# [Directions]
Please copy the lines below exactly, from the first one through the line showing "measurement is valid".

# [Given data]
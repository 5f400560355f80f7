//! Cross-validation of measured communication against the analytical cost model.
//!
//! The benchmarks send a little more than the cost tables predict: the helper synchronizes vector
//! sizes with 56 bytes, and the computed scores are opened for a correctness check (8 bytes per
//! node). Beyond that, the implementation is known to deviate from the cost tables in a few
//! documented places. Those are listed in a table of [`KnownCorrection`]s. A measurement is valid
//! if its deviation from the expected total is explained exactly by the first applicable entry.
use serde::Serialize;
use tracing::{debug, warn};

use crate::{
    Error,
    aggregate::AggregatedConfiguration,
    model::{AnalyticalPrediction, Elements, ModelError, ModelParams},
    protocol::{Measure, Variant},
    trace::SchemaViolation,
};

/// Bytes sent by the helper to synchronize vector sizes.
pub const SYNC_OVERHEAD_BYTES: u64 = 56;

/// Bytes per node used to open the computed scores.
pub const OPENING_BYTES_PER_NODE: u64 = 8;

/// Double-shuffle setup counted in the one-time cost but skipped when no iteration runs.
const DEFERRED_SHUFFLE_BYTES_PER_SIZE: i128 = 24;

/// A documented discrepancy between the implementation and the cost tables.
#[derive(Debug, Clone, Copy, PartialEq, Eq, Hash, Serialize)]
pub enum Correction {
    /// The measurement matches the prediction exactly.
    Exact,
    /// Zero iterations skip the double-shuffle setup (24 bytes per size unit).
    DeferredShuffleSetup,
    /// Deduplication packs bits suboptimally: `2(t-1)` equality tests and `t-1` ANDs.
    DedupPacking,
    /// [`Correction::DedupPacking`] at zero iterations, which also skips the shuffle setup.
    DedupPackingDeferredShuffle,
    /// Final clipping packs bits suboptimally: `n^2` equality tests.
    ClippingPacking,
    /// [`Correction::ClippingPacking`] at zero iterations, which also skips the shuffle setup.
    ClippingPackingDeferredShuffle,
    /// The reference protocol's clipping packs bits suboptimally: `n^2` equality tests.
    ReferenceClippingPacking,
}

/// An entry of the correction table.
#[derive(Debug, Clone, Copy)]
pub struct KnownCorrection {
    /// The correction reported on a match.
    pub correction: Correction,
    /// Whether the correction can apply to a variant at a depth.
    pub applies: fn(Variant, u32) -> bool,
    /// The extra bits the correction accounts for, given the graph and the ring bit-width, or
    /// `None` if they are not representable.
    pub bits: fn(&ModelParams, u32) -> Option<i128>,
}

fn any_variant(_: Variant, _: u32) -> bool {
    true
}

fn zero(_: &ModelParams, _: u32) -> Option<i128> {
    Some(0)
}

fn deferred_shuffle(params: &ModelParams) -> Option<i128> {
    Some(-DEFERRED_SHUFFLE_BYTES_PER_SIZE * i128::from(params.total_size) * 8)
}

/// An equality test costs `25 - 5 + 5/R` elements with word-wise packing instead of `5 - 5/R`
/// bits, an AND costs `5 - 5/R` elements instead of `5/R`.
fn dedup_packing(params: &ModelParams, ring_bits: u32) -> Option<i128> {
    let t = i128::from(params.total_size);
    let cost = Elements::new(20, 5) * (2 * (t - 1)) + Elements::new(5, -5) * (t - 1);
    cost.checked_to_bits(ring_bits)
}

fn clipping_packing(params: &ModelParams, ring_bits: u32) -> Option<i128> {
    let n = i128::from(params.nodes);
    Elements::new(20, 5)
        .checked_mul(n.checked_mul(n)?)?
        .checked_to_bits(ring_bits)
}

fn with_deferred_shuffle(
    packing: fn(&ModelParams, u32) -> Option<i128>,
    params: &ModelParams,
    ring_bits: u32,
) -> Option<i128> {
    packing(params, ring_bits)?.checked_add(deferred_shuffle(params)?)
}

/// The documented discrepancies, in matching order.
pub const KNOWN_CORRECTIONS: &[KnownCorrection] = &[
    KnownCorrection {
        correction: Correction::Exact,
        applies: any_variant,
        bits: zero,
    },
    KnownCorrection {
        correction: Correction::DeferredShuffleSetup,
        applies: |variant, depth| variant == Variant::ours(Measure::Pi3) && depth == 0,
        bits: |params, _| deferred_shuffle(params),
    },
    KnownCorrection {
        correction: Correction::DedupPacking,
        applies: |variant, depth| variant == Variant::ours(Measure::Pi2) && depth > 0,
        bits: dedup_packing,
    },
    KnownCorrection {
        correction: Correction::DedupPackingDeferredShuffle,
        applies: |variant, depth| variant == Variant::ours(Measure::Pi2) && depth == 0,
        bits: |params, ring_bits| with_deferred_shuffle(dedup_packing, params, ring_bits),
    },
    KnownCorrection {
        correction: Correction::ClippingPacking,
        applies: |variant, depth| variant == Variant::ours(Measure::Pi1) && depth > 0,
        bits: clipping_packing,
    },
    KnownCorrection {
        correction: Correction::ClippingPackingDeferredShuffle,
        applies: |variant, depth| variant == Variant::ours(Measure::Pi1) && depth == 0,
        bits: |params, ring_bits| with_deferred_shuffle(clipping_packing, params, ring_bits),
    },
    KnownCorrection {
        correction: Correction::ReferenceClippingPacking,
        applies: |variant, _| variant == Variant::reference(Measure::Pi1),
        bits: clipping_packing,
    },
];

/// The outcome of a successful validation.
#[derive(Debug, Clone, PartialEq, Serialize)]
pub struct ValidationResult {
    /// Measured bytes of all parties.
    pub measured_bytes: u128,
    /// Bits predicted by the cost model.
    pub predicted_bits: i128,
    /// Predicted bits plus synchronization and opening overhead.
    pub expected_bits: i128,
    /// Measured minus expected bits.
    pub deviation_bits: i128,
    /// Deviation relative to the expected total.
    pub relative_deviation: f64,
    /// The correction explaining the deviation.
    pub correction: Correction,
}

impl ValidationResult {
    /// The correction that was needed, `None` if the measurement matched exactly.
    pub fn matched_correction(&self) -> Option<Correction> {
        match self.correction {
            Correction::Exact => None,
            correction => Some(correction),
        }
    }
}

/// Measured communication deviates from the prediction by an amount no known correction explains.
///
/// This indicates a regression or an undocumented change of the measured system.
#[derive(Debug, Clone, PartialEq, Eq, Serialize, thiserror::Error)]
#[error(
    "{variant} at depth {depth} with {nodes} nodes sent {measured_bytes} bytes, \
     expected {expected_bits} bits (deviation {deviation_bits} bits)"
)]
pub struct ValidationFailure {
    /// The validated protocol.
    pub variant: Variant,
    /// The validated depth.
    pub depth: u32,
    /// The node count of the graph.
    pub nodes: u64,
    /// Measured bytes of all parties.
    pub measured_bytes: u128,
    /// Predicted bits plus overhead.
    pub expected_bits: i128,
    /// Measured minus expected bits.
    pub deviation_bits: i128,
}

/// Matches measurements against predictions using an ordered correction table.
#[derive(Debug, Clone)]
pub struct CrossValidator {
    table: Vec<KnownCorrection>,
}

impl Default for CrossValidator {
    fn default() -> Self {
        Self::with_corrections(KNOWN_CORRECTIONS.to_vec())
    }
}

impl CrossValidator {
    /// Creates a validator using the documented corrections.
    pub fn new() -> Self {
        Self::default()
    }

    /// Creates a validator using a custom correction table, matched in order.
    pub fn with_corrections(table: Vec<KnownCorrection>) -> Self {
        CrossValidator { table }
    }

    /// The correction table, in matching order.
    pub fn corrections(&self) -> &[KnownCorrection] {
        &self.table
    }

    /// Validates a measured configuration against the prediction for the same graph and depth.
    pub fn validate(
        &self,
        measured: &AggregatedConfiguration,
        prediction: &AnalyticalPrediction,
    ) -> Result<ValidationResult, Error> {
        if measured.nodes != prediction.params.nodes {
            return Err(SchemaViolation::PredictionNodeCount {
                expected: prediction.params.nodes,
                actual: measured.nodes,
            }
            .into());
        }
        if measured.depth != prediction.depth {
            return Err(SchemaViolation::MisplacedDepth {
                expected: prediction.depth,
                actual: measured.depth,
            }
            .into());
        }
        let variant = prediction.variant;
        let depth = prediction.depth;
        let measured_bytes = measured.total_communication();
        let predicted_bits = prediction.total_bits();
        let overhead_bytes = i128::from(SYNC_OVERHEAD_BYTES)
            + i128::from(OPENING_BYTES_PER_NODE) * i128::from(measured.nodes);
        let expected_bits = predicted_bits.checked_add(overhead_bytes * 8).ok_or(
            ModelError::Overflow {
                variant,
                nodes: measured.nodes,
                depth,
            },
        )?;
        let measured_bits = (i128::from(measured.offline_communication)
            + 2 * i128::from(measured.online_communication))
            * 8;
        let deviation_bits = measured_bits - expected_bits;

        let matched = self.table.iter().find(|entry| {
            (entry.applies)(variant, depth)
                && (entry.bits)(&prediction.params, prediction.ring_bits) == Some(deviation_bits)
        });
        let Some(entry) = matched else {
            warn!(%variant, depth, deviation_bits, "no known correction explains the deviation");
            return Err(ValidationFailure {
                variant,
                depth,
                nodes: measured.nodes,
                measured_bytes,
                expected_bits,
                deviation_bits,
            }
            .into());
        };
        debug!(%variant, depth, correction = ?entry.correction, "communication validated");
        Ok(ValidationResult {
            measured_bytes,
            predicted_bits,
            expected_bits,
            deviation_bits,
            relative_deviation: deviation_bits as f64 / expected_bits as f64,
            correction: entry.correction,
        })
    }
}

# [Solution for this problem]
repository 5f400560355f80f7
//! Cross-validation of measured communication against the analytical cost model.
//!
//! The benchmarks send a little more than the cost tables predict: the helper synchronizes vector
//! sizes with 56 bytes, and the computed scores are opened for a correctness check (8 bytes per
//! node). Beyond that, the implementation is known to deviate from the cost tables in a few
//! documented places. Those are listed in a table of [`KnownCorrection`]s. A measurement is valid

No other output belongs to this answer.